What you are asked to do: Look for the string "CoreError" in the listing below, then copy every line that has it.
<<<<
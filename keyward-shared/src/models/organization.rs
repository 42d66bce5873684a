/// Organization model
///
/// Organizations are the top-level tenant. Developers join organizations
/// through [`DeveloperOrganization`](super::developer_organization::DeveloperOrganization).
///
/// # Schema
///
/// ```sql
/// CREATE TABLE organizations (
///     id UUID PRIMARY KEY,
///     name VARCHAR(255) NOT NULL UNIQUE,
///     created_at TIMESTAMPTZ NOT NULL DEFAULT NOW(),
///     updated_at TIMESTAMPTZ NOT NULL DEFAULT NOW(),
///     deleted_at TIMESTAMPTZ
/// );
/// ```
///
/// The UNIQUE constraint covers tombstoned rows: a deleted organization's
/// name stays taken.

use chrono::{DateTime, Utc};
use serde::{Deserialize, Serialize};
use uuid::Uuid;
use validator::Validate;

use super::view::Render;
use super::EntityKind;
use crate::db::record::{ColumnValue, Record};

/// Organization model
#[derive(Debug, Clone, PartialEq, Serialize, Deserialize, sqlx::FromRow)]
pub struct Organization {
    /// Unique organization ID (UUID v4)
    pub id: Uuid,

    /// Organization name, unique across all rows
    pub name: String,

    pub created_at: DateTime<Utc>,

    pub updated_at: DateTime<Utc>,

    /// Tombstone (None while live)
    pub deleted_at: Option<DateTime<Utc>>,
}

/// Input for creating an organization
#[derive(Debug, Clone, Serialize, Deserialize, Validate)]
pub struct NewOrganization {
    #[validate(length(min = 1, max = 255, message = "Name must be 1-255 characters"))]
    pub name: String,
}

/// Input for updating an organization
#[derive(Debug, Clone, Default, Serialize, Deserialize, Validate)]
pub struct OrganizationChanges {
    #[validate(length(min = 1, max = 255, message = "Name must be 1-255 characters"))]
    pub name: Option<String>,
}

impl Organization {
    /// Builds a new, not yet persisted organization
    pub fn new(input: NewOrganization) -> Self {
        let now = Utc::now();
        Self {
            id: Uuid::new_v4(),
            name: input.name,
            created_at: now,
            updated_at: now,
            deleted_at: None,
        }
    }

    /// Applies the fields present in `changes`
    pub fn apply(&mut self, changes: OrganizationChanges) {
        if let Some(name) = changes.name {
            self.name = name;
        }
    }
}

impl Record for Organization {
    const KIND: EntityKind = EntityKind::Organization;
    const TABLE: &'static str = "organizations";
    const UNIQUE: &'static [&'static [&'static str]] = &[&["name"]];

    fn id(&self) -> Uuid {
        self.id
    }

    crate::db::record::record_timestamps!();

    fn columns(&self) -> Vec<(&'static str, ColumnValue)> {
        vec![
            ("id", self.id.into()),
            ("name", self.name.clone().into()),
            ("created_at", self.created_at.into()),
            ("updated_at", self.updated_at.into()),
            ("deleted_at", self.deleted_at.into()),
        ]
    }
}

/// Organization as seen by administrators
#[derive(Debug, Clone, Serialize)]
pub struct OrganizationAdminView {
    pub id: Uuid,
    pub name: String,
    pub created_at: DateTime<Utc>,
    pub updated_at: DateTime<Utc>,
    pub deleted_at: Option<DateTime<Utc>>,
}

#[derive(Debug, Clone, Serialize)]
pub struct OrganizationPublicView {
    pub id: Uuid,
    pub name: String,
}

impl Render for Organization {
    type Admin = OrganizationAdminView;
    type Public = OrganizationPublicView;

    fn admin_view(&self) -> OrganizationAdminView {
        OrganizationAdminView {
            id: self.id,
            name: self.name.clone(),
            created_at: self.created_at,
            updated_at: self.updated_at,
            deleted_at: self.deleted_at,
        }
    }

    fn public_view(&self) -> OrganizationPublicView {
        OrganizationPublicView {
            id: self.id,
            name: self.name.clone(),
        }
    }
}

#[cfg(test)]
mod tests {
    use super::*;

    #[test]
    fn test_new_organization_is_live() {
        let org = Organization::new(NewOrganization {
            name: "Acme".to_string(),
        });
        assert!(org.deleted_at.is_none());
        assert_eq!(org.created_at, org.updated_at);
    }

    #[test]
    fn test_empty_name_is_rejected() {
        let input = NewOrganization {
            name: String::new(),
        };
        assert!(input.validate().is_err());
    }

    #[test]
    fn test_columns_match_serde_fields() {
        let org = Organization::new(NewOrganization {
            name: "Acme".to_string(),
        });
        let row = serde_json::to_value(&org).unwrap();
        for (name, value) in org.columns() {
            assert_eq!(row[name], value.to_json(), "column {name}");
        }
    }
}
>>>>
<<<<
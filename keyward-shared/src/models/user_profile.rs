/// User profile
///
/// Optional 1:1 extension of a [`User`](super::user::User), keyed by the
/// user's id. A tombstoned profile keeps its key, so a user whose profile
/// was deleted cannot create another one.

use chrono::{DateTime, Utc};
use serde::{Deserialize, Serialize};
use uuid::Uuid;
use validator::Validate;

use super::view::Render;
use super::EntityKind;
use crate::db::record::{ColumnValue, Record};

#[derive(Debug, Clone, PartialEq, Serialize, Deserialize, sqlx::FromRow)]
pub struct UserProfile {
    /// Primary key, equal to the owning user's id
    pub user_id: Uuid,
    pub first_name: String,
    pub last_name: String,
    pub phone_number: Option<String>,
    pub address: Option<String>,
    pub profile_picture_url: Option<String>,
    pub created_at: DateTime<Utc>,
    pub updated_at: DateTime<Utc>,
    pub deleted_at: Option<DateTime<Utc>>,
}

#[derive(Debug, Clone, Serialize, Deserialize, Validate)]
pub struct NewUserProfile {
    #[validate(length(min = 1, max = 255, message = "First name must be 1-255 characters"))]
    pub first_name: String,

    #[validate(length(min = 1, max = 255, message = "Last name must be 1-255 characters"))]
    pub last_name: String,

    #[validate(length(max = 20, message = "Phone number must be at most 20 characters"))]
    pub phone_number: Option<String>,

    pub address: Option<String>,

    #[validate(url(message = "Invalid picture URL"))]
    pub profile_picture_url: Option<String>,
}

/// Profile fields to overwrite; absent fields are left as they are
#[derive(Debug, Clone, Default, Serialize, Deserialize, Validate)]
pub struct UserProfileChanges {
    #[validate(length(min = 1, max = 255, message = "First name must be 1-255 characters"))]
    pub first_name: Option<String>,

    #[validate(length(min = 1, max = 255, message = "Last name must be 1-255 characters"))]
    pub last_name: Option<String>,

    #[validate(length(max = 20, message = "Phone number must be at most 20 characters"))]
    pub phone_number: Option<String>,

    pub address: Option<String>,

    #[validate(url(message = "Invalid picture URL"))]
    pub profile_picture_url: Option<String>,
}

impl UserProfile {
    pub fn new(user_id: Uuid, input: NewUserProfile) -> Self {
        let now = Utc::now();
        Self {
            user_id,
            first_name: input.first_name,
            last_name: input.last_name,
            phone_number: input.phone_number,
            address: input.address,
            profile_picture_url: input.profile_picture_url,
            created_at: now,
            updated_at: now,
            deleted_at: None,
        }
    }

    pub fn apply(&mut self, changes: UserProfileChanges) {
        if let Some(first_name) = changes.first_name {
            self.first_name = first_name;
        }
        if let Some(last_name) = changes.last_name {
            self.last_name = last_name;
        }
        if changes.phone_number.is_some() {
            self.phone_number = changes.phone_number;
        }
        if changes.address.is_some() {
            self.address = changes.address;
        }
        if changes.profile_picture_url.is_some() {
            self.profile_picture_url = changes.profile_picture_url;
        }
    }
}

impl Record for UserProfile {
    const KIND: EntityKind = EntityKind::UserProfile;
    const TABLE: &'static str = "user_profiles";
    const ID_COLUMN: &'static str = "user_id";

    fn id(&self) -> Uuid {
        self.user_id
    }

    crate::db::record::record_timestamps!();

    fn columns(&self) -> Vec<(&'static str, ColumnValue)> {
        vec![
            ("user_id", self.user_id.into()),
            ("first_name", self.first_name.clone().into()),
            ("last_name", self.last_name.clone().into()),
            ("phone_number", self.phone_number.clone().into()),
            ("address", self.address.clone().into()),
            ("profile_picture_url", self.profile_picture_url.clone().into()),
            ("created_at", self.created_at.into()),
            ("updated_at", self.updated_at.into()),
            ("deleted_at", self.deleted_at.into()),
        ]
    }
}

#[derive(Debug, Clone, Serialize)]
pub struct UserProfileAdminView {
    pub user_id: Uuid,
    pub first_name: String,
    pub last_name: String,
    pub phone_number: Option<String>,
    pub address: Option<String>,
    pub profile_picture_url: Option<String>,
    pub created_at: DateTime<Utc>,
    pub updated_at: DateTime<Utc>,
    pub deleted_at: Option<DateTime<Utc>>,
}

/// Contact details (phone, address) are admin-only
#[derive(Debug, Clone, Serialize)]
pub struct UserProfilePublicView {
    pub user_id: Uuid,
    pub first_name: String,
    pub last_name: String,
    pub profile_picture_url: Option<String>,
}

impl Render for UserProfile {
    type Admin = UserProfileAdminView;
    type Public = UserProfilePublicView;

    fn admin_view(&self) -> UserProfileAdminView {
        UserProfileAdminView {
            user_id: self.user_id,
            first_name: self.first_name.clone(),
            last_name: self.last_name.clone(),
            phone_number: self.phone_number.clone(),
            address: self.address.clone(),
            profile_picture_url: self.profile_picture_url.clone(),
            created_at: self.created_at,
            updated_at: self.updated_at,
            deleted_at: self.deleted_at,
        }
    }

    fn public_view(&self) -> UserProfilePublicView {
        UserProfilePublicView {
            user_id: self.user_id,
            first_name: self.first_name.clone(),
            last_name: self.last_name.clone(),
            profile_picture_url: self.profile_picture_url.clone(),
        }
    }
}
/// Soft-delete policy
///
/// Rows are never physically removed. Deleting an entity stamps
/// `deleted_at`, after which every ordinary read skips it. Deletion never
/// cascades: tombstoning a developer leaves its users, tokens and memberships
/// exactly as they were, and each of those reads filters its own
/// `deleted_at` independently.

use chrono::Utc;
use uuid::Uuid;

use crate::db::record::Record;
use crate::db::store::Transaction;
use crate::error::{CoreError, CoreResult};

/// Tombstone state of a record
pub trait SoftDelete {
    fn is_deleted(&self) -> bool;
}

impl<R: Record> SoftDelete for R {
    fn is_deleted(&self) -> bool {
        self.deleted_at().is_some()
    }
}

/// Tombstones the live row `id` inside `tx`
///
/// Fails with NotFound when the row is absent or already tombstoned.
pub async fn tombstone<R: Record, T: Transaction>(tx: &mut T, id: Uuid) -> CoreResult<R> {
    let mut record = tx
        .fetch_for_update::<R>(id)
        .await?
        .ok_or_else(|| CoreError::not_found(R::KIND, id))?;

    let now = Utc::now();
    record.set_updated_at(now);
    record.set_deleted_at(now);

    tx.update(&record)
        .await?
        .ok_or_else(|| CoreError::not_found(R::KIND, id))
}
>>>>
Problem solution:
use crate::error::{CoreError, CoreResult};
        .ok_or_else(|| CoreError::not_found(R::KIND, id))?;
        .ok_or_else(|| CoreError::not_found(R::KIND, id))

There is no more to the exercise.